United Prosperous and Peaceful Zambia (UPPZ) party leader, Charles Chanda, has called on government to introduce a motion in Parliament that would ban the export of copper concentrates.
Chanda said government, through Mines and Minerals Development Minister, Paul Kabuswe, should consider the proposal and introduce the motion which should also include other related metals.
The UPPZ leader said this in a statement issued in Lusaka on Saturday and made available to Zambia Monitor.
He emphasized that the export of copper concentrates had contributed significantly to the country’s socio-economic problems hence the need to take a bold decision to address the issue.

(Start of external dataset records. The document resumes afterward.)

//! Deterministic CPU-side noise texture synthesis.
//!
//! Produces an RGBA8 fractal simplex-noise field for upload as a repeating
//! texture. Sampling a pre-baked texture is much cheaper on low-end mobile
//! GPUs than evaluating simplex noise per fragment.

mod simplex;

use serde::{Deserialize, Serialize};
use simplex::Permutation;

/// Phase offsets of the G and B channels relative to R.
const CHANNEL_OFFSETS: [f64; 3] = [0.0, 100.0, 200.0];

/// Parameters for [`generate`].
#[derive(Debug, Clone, Copy, PartialEq, Serialize, Deserialize)]
#[serde(default)]
pub struct NoiseOptions {
    /// Texture width in pixels.
    pub width: u32,
    /// Texture height in pixels.
    pub height: u32,
    /// Base frequency across the texture.
    pub scale: f64,
    /// Number of fractal octaves. Zero is treated as one.
    pub octaves: u32,
    /// Amplitude multiplier between octaves.
    pub persistence: f64,
    /// Permutation seed.
    pub seed: u32,
}

impl Default for NoiseOptions {
    fn default() -> Self {
        Self {
            width: 512,
            height: 512,
            scale: 4.0,
            octaves: 4,
            persistence: 0.5,
            seed: 0,
        }
    }
}

/// An RGBA8 texture in row-major order.
#[derive(Debug, Clone, PartialEq, Eq)]
pub struct NoiseTexture {
    /// `width * height * 4` bytes.
    pub data: Vec<u8>,
    /// Width in pixels.
    pub width: u32,
    /// Height in pixels.
    pub height: u32,
}

/// Generate a fractal simplex-noise texture.
///
/// R holds the noise field; G and B hold phase-shifted copies of the same
/// field, useful for two-axis distortion. Alpha is always 255. Each channel
/// is normalized by the total octave amplitude so it spans the full byte
/// range regardless of octave count.
#[must_use]
pub fn generate(options: &NoiseOptions) -> NoiseTexture {
    let NoiseOptions {
        width,
        height,
        scale,
        persistence,
        seed,
        ..
    } = *options;
    let octaves = options.octaves.max(1);
    let perm = Permutation::seeded(seed);

    let mut data = vec![0u8; width as usize * height as usize * 4];
    if data.is_empty() {
        return NoiseTexture {
            data,
            width,
            height,
        };
    }

    for (idx, pixel) in data.chunks_exact_mut(4).enumerate() {
        let x = (idx % width as usize) as f64;
        let y = (idx / width as usize) as f64;
        let nx = x / f64::from(width) * scale;
        let ny = y / f64::from(height) * scale;

        let mut sums = [0.0f64; 3];
        let mut amplitude = 1.0;
        let mut frequency = 1.0;
        let mut max_amplitude = 0.0;
        for _ in 0..octaves {
            for (sum, offset) in sums.iter_mut().zip(CHANNEL_OFFSETS) {
                *sum += perm.simplex2d(
                    nx * frequency + offset,
                    ny * frequency + offset,
                ) * amplitude;
            }
            max_amplitude += amplitude;
            amplitude *= persistence;
            frequency *= 2.0;
        }

        for (channel, sum) in pixel.iter_mut().zip(sums) {
            *channel = to_byte(sum, max_amplitude);
        }
        pixel[3] = 255;
    }

    NoiseTexture {
        data,
        width,
        height,
    }
}

fn to_byte(sum: f64, max_amplitude: f64) -> u8 {
    if max_amplitude <= 0.0 || !max_amplitude.is_finite() {
        return 128;
    }
    let unit = (sum / max_amplitude) * 0.5 + 0.5;
    if unit.is_nan() {
        return 128;
    }
    (unit * 255.0).floor().clamp(0.0, 255.0) as u8
}

#[cfg(test)]
mod tests {
    use super::*;

    fn small(seed: u32) -> NoiseOptions {
        NoiseOptions {
            width: 16,
            height: 16,
            seed,
            ..NoiseOptions::default()
        }
    }

    #[test]
    fn same_inputs_give_identical_bytes() {
        assert_eq!(generate(&small(7)), generate(&small(7)));
    }

    #[test]
    fn different_seeds_differ() {
        assert_ne!(generate(&small(0)).data, generate(&small(42)).data);
    }

    #[test]
    fn shape_and_alpha() {
        for (w, h) in [(16, 16), (7, 3), (1, 1), (33, 2)] {
            let tex = generate(&NoiseOptions {
                width: w,
                height: h,
                ..NoiseOptions::default()
            });
            assert_eq!(tex.data.len(), (w * h * 4) as usize);
            assert!(tex.data.chunks_exact(4).all(|px| px[3] == 255));
        }
    }

    #[test]
    fn zero_dimensions_yield_empty_texture() {
        let tex = generate(&NoiseOptions {
            width: 0,
            height: 64,
            ..NoiseOptions::default()
        });
        assert!(tex.data.is_empty());
        assert_eq!(tex.height, 64);
    }

    #[test]
    fn channels_are_correlated_but_distinct() {
        let tex = generate(&NoiseOptions {
            width: 32,
            height: 32,
            ..NoiseOptions::default()
        });
        let differs = tex
            .data
            .chunks_exact(4)
            .any(|px| px[0] != px[1] || px[1] != px[2]);
        assert!(differs);
    }

    #[test]
    fn zero_octaves_behaves_like_one() {
        let zero = generate(&NoiseOptions {
            octaves: 0,
            ..small(3)
        });
        let one = generate(&NoiseOptions {
            octaves: 1,
            ..small(3)
        });
        assert_eq!(zero, one);
    }

    #[test]
    fn output_uses_a_wide_byte_range() {
        let tex = generate(&NoiseOptions {
            width: 128,
            height: 128,
            octaves: 6,
            ..NoiseOptions::default()
        });
        let reds: Vec<u8> = tex.data.chunks_exact(4).map(|px| px[0]).collect();
        let min = reds.iter().copied().min().unwrap();
        let max = reds.iter().copied().max().unwrap();
        assert!(min < 100, "min {min}");
        assert!(max > 155, "max {max}");
    }
}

“Copper is Zambia’s primary export commodity, which accounts for about 70 percent of the country’s foreign exchange earnings,” Chanda noted.
He said despite the vast deposits of Copper in Zambia, most of the country’s copper was exported in its raw form, which had negatively affected the country’s economy.

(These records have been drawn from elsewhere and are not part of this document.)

//! A [`GraphicsContext`] that records calls instead of touching a GPU.
//!
//! Used by native tooling and by tests. Uniform lookups only succeed for
//! names declared with `uniform` in the linked sources, so it behaves like a
//! driver that strips unknown names. Failures can be injected per resource.

use std::cell::RefCell;
use std::rc::Rc;

use rustc_hash::FxHashMap;

use super::context::{
    BufferHandle, GraphicsApi, GraphicsContext, GraphicsError, ProgramHandle,
    ResourceKind, ShaderHandle, ShaderStage, TextureDesc, TextureHandle,
    UniformLocation,
};
use super::uniform::UniformValue;

/// Behaviour switches for a [`HeadlessContext`].
#[derive(Debug, Clone, Copy, PartialEq, Eq)]
pub struct HeadlessOptions {
    /// API family to report.
    pub api: GraphicsApi,
    /// Make every compile of this stage fail.
    pub fail_compile: Option<ShaderStage>,
    /// Make linking fail.
    pub fail_link: bool,
    /// Make buffer allocation fail.
    pub fail_buffer: bool,
    /// Make texture allocation fail.
    pub fail_texture: bool,
}

impl Default for HeadlessOptions {
    fn default() -> Self {
        Self {
            api: GraphicsApi::WebGl2,
            fail_compile: None,
            fail_link: false,
            fail_buffer: false,
            fail_texture: false,
        }
    }
}

#[derive(Debug, Default)]
struct State {
    next_handle: u32,
    shaders: FxHashMap<u32, (ShaderStage, String)>,
    programs: FxHashMap<u32, Vec<String>>,
    buffers: FxHashMap<u32, usize>,
    textures: FxHashMap<u32, TextureDesc>,
    locations: FxHashMap<u32, String>,
    values: FxHashMap<String, UniformValue>,
    last_sources: FxHashMap<&'static str, String>,
    current_program: Option<u32>,
    bound_textures: FxHashMap<u32, u32>,
    viewport: Option<(u32, u32)>,
    draw_calls: u64,
    released: bool,
    lost: bool,
}

impl State {
    fn next(&mut self) -> u32 {
        self.next_handle += 1;
        self.next_handle
    }
}

/// Recording context. See the module docs.
#[derive(Debug)]
pub struct HeadlessContext {
    options: HeadlessOptions,
    state: Rc<RefCell<State>>,
}

/// Read-only view onto a [`HeadlessContext`] that outlives moves of the
/// context itself.
#[derive(Debug, Clone)]
pub struct HeadlessProbe {
    state: Rc<RefCell<State>>,
}

impl HeadlessContext {
    /// Create a context with the given behaviour.
    #[must_use]
    pub fn new(options: HeadlessOptions) -> Self {
        Self {
            options,
            state: Rc::new(RefCell::new(State::default())),
        }
    }

    /// A probe sharing this context's recorded state.
    #[must_use]
    pub fn probe(&self) -> HeadlessProbe {
        HeadlessProbe {
            state: Rc::clone(&self.state),
        }
    }

    fn check_lost(&self) -> Result<(), GraphicsError> {
        if self.state.borrow().lost {
            Err(GraphicsError::ContextLost)
        } else {
            Ok(())
        }
    }
}

fn stage_key(stage: ShaderStage) -> &'static str {
    match stage {
        ShaderStage::Vertex => "vertex",
        ShaderStage::Fragment => "fragment",
    }
}

/// Names declared as `uniform <type> <name>;` in `source`.
fn declared_uniforms(source: &str) -> impl Iterator<Item = &str> {
    source.lines().filter_map(|line| {
        let line = line.trim();
        if !line.starts_with("uniform ") {
            return None;
        }
        line.split_whitespace()
            .last()
            .map(|name| name.trim_end_matches(';'))
    })
}

impl GraphicsContext for HeadlessContext {
    fn api(&self) -> GraphicsApi {
        self.options.api
    }

    fn compile_shader(
        &mut self,
        stage: ShaderStage,
        source: &str,
    ) -> Result<ShaderHandle, GraphicsError> {
        self.check_lost()?;
        let mut state = self.state.borrow_mut();
        let _ = state
            .last_sources
            .insert(stage_key(stage), source.to_owned());
        if self.options.fail_compile == Some(stage) {
            return Err(GraphicsError::ShaderCompile {
                stage,
                log: format!("ERROR: 0:1: injected {stage} failure"),
            });
        }
        let id = state.next();
        let _ = state.shaders.insert(id, (stage, source.to_owned()));
        Ok(ShaderHandle(id))
    }

    fn link_program(
        &mut self,
        vertex: ShaderHandle,
        fragment: ShaderHandle,
    ) -> Result<ProgramHandle, GraphicsError> {
        self.check_lost()?;
        if self.options.fail_link {
            return Err(GraphicsError::ProgramLink {
                log: "injected link failure".to_owned(),
            });
        }
        let mut state = self.state.borrow_mut();
        let sources: Vec<String> = [vertex.0, fragment.0]
            .iter()
            .filter_map(|id| state.shaders.get(id).map(|(_, s)| s.clone()))
            .collect();
        if sources.len() != 2 {
            return Err(GraphicsError::ProgramLink {
                log: "attached shader is not compiled".to_owned(),
            });
        }
        let id = state.next();
        let _ = state.programs.insert(id, sources);
        Ok(ProgramHandle(id))
    }

    fn use_program(&mut self, program: ProgramHandle) {
        self.state.borrow_mut().current_program = Some(program.0);
    }

    fn create_vertex_buffer(
        &mut self,
        _program: ProgramHandle,
        _attribute: &str,
        data: &[f32],
        _components: u32,
    ) -> Result<BufferHandle, GraphicsError> {
        self.check_lost()?;
        if self.options.fail_buffer {
            return Err(GraphicsError::ResourceCreation(ResourceKind::Buffer));
        }
        let bytes: &[u8] = bytemuck::cast_slice(data);
        let mut state = self.state.borrow_mut();
        let id = state.next();
        let _ = state.buffers.insert(id, bytes.len());
        Ok(BufferHandle(id))
    }

    fn uniform_location(
        &mut self,
        program: ProgramHandle,
        name: &str,
    ) -> Option<UniformLocation> {
        let mut state = self.state.borrow_mut();
        let declared = state
            .programs
            .get(&program.0)?
            .iter()
            .any(|src| declared_uniforms(src).any(|n| n == name));
        if !declared {
            return None;
        }
        let id = state.next();
        let _ = state.locations.insert(id, name.to_owned());
        Some(UniformLocation(id))
    }

    fn set_uniform(&mut self, location: UniformLocation, value: UniformValue) {
        let mut state = self.state.borrow_mut();
        if let Some(name) = state.locations.get(&location.0).cloned() {
            let _ = state.values.insert(name, value);
        }
    }

    fn create_texture(
        &mut self,
        desc: TextureDesc,
        rgba: &[u8],
    ) -> Result<TextureHandle, GraphicsError> {
        self.check_lost()?;
        let expected = desc.width as usize * desc.height as usize * 4;
        if self.options.fail_texture || rgba.len() != expected {
            return Err(GraphicsError::ResourceCreation(ResourceKind::Texture));
        }
        let mut state = self.state.borrow_mut();
        let id = state.next();
        let _ = state.textures.insert(id, desc);
        Ok(TextureHandle(id))
    }

    fn bind_texture(&mut self, unit: u32, texture: TextureHandle) {
        let _ = self.state.borrow_mut().bound_textures.insert(unit, texture.0);
    }

    fn viewport(&mut self, width: u32, height: u32) {
        self.state.borrow_mut().viewport = Some((width, height));
    }

    fn draw_triangles(&mut self, _vertex_count: u32) {
        let mut state = self.state.borrow_mut();
        if !state.lost && state.current_program.is_some() {
            state.draw_calls += 1;
        }
    }

    fn delete_shader(&mut self, shader: ShaderHandle) {
        let _ = self.state.borrow_mut().shaders.remove(&shader.0);
    }

    fn delete_program(&mut self, program: ProgramHandle) {
        let mut state = self.state.borrow_mut();
        let _ = state.programs.remove(&program.0);
        if state.current_program == Some(program.0) {
            state.current_program = None;
        }
    }

    fn delete_buffer(&mut self, buffer: BufferHandle) {
        let _ = self.state.borrow_mut().buffers.remove(&buffer.0);
    }

    fn delete_texture(&mut self, texture: TextureHandle) {
        let _ = self.state.borrow_mut().textures.remove(&texture.0);
    }

    fn release(&mut self) {
        let mut state = self.state.borrow_mut();
        state.released = true;
        state.lost = true;
    }

    fn is_lost(&self) -> bool {
        self.state.borrow().lost
    }
}

impl HeadlessProbe {
    /// Shaders, programs, buffers, and textures not yet deleted.
    pub fn live_objects(&self) -> usize {
        let state = self.state.borrow();
        state.shaders.len()
            + state.programs.len()
            + state.buffers.len()
            + state.textures.len()
    }

    /// Live textures.
    pub fn live_textures(&self) -> usize {
        self.state.borrow().textures.len()
    }

    /// Draw calls issued while a program was current.
    pub fn draw_calls(&self) -> u64 {
        self.state.borrow().draw_calls
    }

    /// Latest value written to the uniform called `name`.
    pub fn uniform(&self, name: &str) -> Option<UniformValue> {
        self.state.borrow().values.get(name).copied()
    }

    /// Last viewport set.
    pub fn viewport(&self) -> Option<(u32, u32)> {
        self.state.borrow().viewport
    }

    /// Texture bound to `unit`, if any.
    pub fn bound_texture(&self, unit: u32) -> Option<TextureHandle> {
        self.state
            .borrow()
            .bound_textures
            .get(&unit)
            .copied()
            .map(TextureHandle)
    }

    /// Source most recently submitted for `stage`.
    pub fn last_source(&self, stage: ShaderStage) -> Option<String> {
        self.state
            .borrow()
            .last_sources
            .get(stage_key(stage))
            .cloned()
    }

    /// Whether [`GraphicsContext::release`] was called.
    pub fn is_released(&self) -> bool {
        self.state.borrow().released
    }

    /// Simulate a platform context loss.
    pub fn lose(&self) {
        self.state.borrow_mut().lost = true;
    }
}

#[cfg(test)]
mod tests {
    use super::*;

    #[test]
    fn uniform_lookup_follows_declarations() {
        let mut gl = HeadlessContext::new(HeadlessOptions::default());
        let vs = gl.compile_shader(ShaderStage::Vertex, "void main() {}").unwrap();
        let fs = gl
            .compile_shader(
                ShaderStage::Fragment,
                "uniform vec3 u_color1;\nuniform float u_speed;\nvoid main() {}",
            )
            .unwrap();
        let program = gl.link_program(vs, fs).unwrap();
        assert!(gl.uniform_location(program, "u_color1").is_some());
        assert!(gl.uniform_location(program, "u_color").is_none());
        assert!(gl.uniform_location(program, "u_speed").is_some());
    }

    #[test]
    fn texture_size_must_match_data() {
        let mut gl = HeadlessContext::new(HeadlessOptions::default());
        let desc = TextureDesc {
            width: 2,
            height: 2,
        };
        assert!(gl.create_texture(desc, &[0; 16]).is_ok());
        assert!(gl.create_texture(desc, &[0; 12]).is_err());
    }

    #[test]
    fn lost_context_refuses_new_objects() {
        let mut gl = HeadlessContext::new(HeadlessOptions::default());
        gl.probe().lose();
        assert!(gl.is_lost());
        assert_eq!(
            gl.compile_shader(ShaderStage::Vertex, "").unwrap_err(),
            GraphicsError::ContextLost
        );
    }
}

Chanda further argued that without value addition, Zambia would continue to lose revenue and foreign exchange earnings.
“The Democratic Republic of Congo (DRC), has banned the export of Copper concentrates, resulting in the creation of jobs and increased revenue for the country,” Chanda said.
He said Zambia had the potential to become a hub for copper processing, but this could only be achieved if it stopped exporting copper concentrate and instead have it processed locally.

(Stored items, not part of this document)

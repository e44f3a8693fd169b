use glam::{Vec2, Vec3, Vec4};
use rustc_hash::FxHashMap;

use super::context::{GraphicsContext, ProgramHandle, UniformLocation};

/// A value written to a shader uniform.
#[derive(Debug, Clone, Copy, PartialEq)]
pub enum UniformValue {
    /// `float`
    Float(f32),
    /// `vec2`
    Vec2(Vec2),
    /// `vec3`
    Vec3(Vec3),
    /// `vec4`
    Vec4(Vec4),
    /// `int` / `sampler2D`
    Int(i32),
}

impl From<f32> for UniformValue {
    fn from(v: f32) -> Self {
        Self::Float(v)
    }
}

impl From<Vec2> for UniformValue {
    fn from(v: Vec2) -> Self {
        Self::Vec2(v)
    }
}

impl From<Vec3> for UniformValue {
    fn from(v: Vec3) -> Self {
        Self::Vec3(v)
    }
}

impl From<[f32; 3]> for UniformValue {
    fn from(v: [f32; 3]) -> Self {
        Self::Vec3(Vec3::from_array(v))
    }
}

impl From<Vec4> for UniformValue {
    fn from(v: Vec4) -> Self {
        Self::Vec4(v)
    }
}

impl From<i32> for UniformValue {
    fn from(v: i32) -> Self {
        Self::Int(v)
    }
}

/// Uniform names that every surface resolves.
pub const BUILTIN_UNIFORMS: [&str; 3] = ["u_time", "u_resolution", "u_mouse"];

/// Resolved uniform locations of one program.
#[derive(Debug, Clone, Default)]
pub struct UniformTable {
    locations: FxHashMap<String, UniformLocation>,
}

impl UniformTable {
    /// Resolve `names` on `program`. Names the program does not expose are
    /// left out.
    pub fn resolve<'a>(
        gl: &mut dyn GraphicsContext,
        program: ProgramHandle,
        names: impl IntoIterator<Item = &'a str>,
    ) -> Self {
        let mut locations = FxHashMap::default();
        for name in names {
            if locations.contains_key(name) {
                continue;
            }
            if let Some(location) = gl.uniform_location(program, name) {
                let _ = locations.insert(name.to_owned(), location);
            }
        }
        Self { locations }
    }

    /// Location of `name`, if resolved.
    pub fn get(&self, name: &str) -> Option<UniformLocation> {
        self.locations.get(name).copied()
    }

    /// Whether `name` was resolved.
    pub fn contains(&self, name: &str) -> bool {
        self.locations.contains_key(name)
    }

    /// Number of resolved uniforms.
    pub fn len(&self) -> usize {
        self.locations.len()
    }

    /// Whether nothing was resolved.
    pub fn is_empty(&self) -> bool {
        self.locations.is_empty()
    }

    /// Write `value` to `name`. Unknown names are ignored.
    pub fn set(
        &self,
        gl: &mut dyn GraphicsContext,
        name: &str,
        value: impl Into<UniformValue>,
    ) {
        if let Some(location) = self.get(name) {
            gl.set_uniform(location, value.into());
        }
    }
}

/// The built-in uniform names followed by `extra`, without duplicates.
pub fn uniform_names<S: AsRef<str>>(extra: &[S]) -> Vec<String> {
    let mut names: Vec<String> =
        BUILTIN_UNIFORMS.iter().map(|&n| n.to_owned()).collect();
    for name in extra {
        let name = name.as_ref();
        if !names.iter().any(|n| n == name) {
            names.push(name.to_owned());
        }
    }
    names
}

#[cfg(test)]
mod tests {
    use super::*;

    #[test]
    fn builtins_come_first_and_duplicates_drop() {
        let names = uniform_names(&["u_color", "u_time", "u_color", "u_noise"]);
        assert_eq!(
            names,
            ["u_time", "u_resolution", "u_mouse", "u_color", "u_noise"]
        );
    }

    #[test]
    fn conversions_pick_the_right_variant() {
        assert_eq!(UniformValue::from(1.5), UniformValue::Float(1.5));
        assert_eq!(
            UniformValue::from([1.0, 0.0, 0.5]),
            UniformValue::Vec3(Vec3::new(1.0, 0.0, 0.5))
        );
        assert_eq!(UniformValue::from(3), UniformValue::Int(3));
    }
}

“This is not a political or partisan issue. It is an issue that affects every Zambian, and we must all unite to ensure that our country’s economy grows and prospers,” Chanda said.
The UPPZ leader’s call for a ban on the export of copper concentrates comes at a time when global copper prices have surged to record highs due to increased demand from electric vehicles and renewable energy industries.
According to a report by the International Copper Study Group, Zambia’s copper production declined by four percent in 2022, with many mining companies blaming low copper prices and the COVID-19 pandemic for the decline.